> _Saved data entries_

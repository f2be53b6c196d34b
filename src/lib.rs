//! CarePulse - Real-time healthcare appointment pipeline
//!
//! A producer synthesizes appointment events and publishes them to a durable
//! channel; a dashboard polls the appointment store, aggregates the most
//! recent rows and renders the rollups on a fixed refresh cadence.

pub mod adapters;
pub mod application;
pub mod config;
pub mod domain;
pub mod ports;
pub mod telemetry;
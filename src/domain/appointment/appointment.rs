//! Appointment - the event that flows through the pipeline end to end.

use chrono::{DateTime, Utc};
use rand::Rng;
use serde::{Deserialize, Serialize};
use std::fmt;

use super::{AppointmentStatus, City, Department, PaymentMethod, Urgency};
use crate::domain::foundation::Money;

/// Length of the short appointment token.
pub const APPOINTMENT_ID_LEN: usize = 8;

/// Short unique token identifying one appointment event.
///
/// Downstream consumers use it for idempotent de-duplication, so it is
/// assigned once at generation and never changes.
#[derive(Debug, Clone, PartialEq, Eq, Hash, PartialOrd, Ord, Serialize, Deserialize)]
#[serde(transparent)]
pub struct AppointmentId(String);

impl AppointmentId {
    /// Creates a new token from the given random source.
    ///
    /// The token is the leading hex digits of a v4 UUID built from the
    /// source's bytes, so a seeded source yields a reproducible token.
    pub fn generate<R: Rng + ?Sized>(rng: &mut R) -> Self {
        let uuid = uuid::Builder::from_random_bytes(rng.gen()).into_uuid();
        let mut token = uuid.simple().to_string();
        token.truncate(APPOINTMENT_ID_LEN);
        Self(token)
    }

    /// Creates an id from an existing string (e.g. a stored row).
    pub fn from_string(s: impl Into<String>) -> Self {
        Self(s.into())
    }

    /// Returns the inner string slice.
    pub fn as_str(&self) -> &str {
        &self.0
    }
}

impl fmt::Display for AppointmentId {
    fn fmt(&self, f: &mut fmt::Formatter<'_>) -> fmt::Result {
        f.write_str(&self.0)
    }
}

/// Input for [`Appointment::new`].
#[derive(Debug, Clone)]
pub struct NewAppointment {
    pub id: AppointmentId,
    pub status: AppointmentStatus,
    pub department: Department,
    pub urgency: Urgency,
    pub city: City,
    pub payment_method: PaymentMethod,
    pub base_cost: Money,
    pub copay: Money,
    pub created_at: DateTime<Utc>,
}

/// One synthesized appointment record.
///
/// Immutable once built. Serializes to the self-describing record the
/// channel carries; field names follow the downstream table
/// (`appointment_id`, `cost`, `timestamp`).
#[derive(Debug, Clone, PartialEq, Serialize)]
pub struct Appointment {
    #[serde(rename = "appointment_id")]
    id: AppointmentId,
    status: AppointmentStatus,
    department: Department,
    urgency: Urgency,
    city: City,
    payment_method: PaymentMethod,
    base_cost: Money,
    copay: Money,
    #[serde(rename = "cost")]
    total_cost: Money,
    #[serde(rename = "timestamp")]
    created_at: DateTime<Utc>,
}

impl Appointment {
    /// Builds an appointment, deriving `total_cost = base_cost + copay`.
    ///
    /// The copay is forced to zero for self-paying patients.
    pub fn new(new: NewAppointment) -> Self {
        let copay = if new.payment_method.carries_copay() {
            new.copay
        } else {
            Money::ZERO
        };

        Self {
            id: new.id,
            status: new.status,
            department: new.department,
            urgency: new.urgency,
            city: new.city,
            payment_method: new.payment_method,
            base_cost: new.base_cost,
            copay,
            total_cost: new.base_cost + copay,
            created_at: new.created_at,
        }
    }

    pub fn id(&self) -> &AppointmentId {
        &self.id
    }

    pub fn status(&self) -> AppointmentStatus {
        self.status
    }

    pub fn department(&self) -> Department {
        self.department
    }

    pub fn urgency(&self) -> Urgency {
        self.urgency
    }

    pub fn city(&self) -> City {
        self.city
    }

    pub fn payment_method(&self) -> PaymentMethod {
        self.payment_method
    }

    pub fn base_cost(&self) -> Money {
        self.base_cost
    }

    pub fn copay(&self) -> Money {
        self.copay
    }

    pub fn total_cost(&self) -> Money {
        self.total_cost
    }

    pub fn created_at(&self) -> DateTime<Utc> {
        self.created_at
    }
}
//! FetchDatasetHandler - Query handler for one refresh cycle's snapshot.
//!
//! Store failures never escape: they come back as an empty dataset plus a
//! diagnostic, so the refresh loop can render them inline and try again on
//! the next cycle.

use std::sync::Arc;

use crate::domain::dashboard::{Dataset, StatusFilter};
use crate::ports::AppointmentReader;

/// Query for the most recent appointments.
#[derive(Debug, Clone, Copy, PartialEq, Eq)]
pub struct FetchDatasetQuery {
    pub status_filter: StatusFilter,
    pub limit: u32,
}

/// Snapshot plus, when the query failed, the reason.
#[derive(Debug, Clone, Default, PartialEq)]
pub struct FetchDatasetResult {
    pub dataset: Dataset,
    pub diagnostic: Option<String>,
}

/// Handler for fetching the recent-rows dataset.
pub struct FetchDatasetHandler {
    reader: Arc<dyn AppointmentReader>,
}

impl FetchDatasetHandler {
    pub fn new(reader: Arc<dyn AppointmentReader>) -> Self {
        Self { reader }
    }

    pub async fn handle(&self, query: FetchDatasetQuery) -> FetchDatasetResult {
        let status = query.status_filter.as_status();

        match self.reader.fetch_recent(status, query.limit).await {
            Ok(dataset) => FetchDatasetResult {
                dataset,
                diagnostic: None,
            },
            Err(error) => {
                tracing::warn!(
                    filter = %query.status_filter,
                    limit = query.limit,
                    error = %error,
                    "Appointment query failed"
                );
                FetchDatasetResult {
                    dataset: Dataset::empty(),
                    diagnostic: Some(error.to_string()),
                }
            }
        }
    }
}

> _WHAT TO PRODUCE_
Collect every line from the records above that contains the word "dashboard".

> _SOLUTION TO THE EXERCISE_
//! channel; a dashboard polls the appointment store, aggregates the most
use crate::domain::dashboard::{Dataset, StatusFilter};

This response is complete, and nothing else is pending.